New York City’s Fresh Take on the Old-Time Carousel – Immerse Yourself on the SeaGlass
by Carolyn Sotka
Photo by Karsten Moran for The New York Times.
Last week, a carousel like you have never seen before, opened in Lower Manhattan’s Battery with an interesting twist, instead of horses – fish await for your ride through an underwater world.
The stainless steel ‘tank’ reflects electric bioluminescence and aqueous patterns are projected on the nautilus -inspired ceiling. This immersive sensory environment is accompanied by ‘bubbly’ sounds, adapted from Mozart’s 40th Symphony and Prokofiev’s Romeo and Juliet.
The SeaGlass Carousel is 46 feet in width with 30 mechanized fish as your chariot. Photo by Karsten Moran for The New York Times.

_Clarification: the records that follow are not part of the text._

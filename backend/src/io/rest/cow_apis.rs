//! # REST API for Cow Management

use axum::{
    extract::{Path, State},
    http::StatusCode,
    response::{IntoResponse, Json},
};
use tracing::info;

use shared::SaveCowRequest;

use super::mappers::CowMapper;
use super::{error_response, session_for};
use crate::AppState;

pub async fn list_cows(
    State(state): State<AppState>,
    Path(farmer_id): Path<String>,
) -> impl IntoResponse {
    info!("GET /api/farmers/{}/cows", farmer_id);

    let session = match session_for(&state, &farmer_id).await {
        Ok(session) => session,
        Err(response) => return response,
    };

    match state.cow_service.list_cows(&session).await {
        Ok(cows) => (StatusCode::OK, Json(CowMapper::to_cow_list_dto(cows))).into_response(),
        Err(e) => error_response("Failed to list cows", e),
    }
}

pub async fn create_cow(
    State(state): State<AppState>,
    Path(farmer_id): Path<String>,
    Json(request): Json<SaveCowRequest>,
) -> impl IntoResponse {
    info!("POST /api/farmers/{}/cows - tag: {}", farmer_id, request.tag_number);

    let session = match session_for(&state, &farmer_id).await {
        Ok(session) => session,
        Err(response) => return response,
    };

    let command = CowMapper::to_save_command(request);
    match state.cow_service.create_cow(&session, command).await {
        Ok(result) => (StatusCode::CREATED, Json(CowMapper::to_cow_response_dto(result))).into_response(),
        Err(e) => error_response("Failed to create cow", e),
    }
}

pub async fn update_cow(
    State(state): State<AppState>,
    Path((farmer_id, cow_id)): Path<(String, String)>,
    Json(request): Json<SaveCowRequest>,
) -> impl IntoResponse {
    info!("PUT /api/farmers/{}/cows/{}", farmer_id, cow_id);

    let session = match session_for(&state, &farmer_id).await {
        Ok(session) => session,
        Err(response) => return response,
    };

    let command = CowMapper::to_save_command(request);
    match state.cow_service.update_cow(&session, &cow_id, command).await {
        Ok(result) => (StatusCode::OK, Json(CowMapper::to_cow_response_dto(result))).into_response(),
        Err(e) => error_response("Failed to update cow", e),
    }
}

/// Delete a cow and its insemination records
pub async fn delete_cow(
    State(state): State<AppState>,
    Path((farmer_id, cow_id)): Path<(String, String)>,
) -> impl IntoResponse {
    info!("DELETE /api/farmers/{}/cows/{}", farmer_id, cow_id);

    let session = match session_for(&state, &farmer_id).await {
        Ok(session) => session,
        Err(response) => return response,
    };

    match state.cow_service.delete_cow(&session, &cow_id).await {
        Ok(result) => (StatusCode::OK, Json(CowMapper::to_delete_response_dto(result))).into_response(),
        Err(e) => error_response("Failed to delete cow", e),
    }
}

The $16 million SeaGlass Carousel is an immersive experience and the brainchild of the Battery Conservancy, which manages the park in partnership with the city. “Children and adults should feel as if they are fish,” Warrie Price president and founder of the Battery Conservancy told The New York Times.
The project was over ten years in the making and the carousel was designed by designed by the George Tsypin Opera Factory – known for the set of the Broadway musical “Disney’s Little Mermaid”.
The carousel is home to angelfish, butterflyfish, Siamese fighting fish, lionfish, triggerfish, wrasses and a blue discus. Amazing.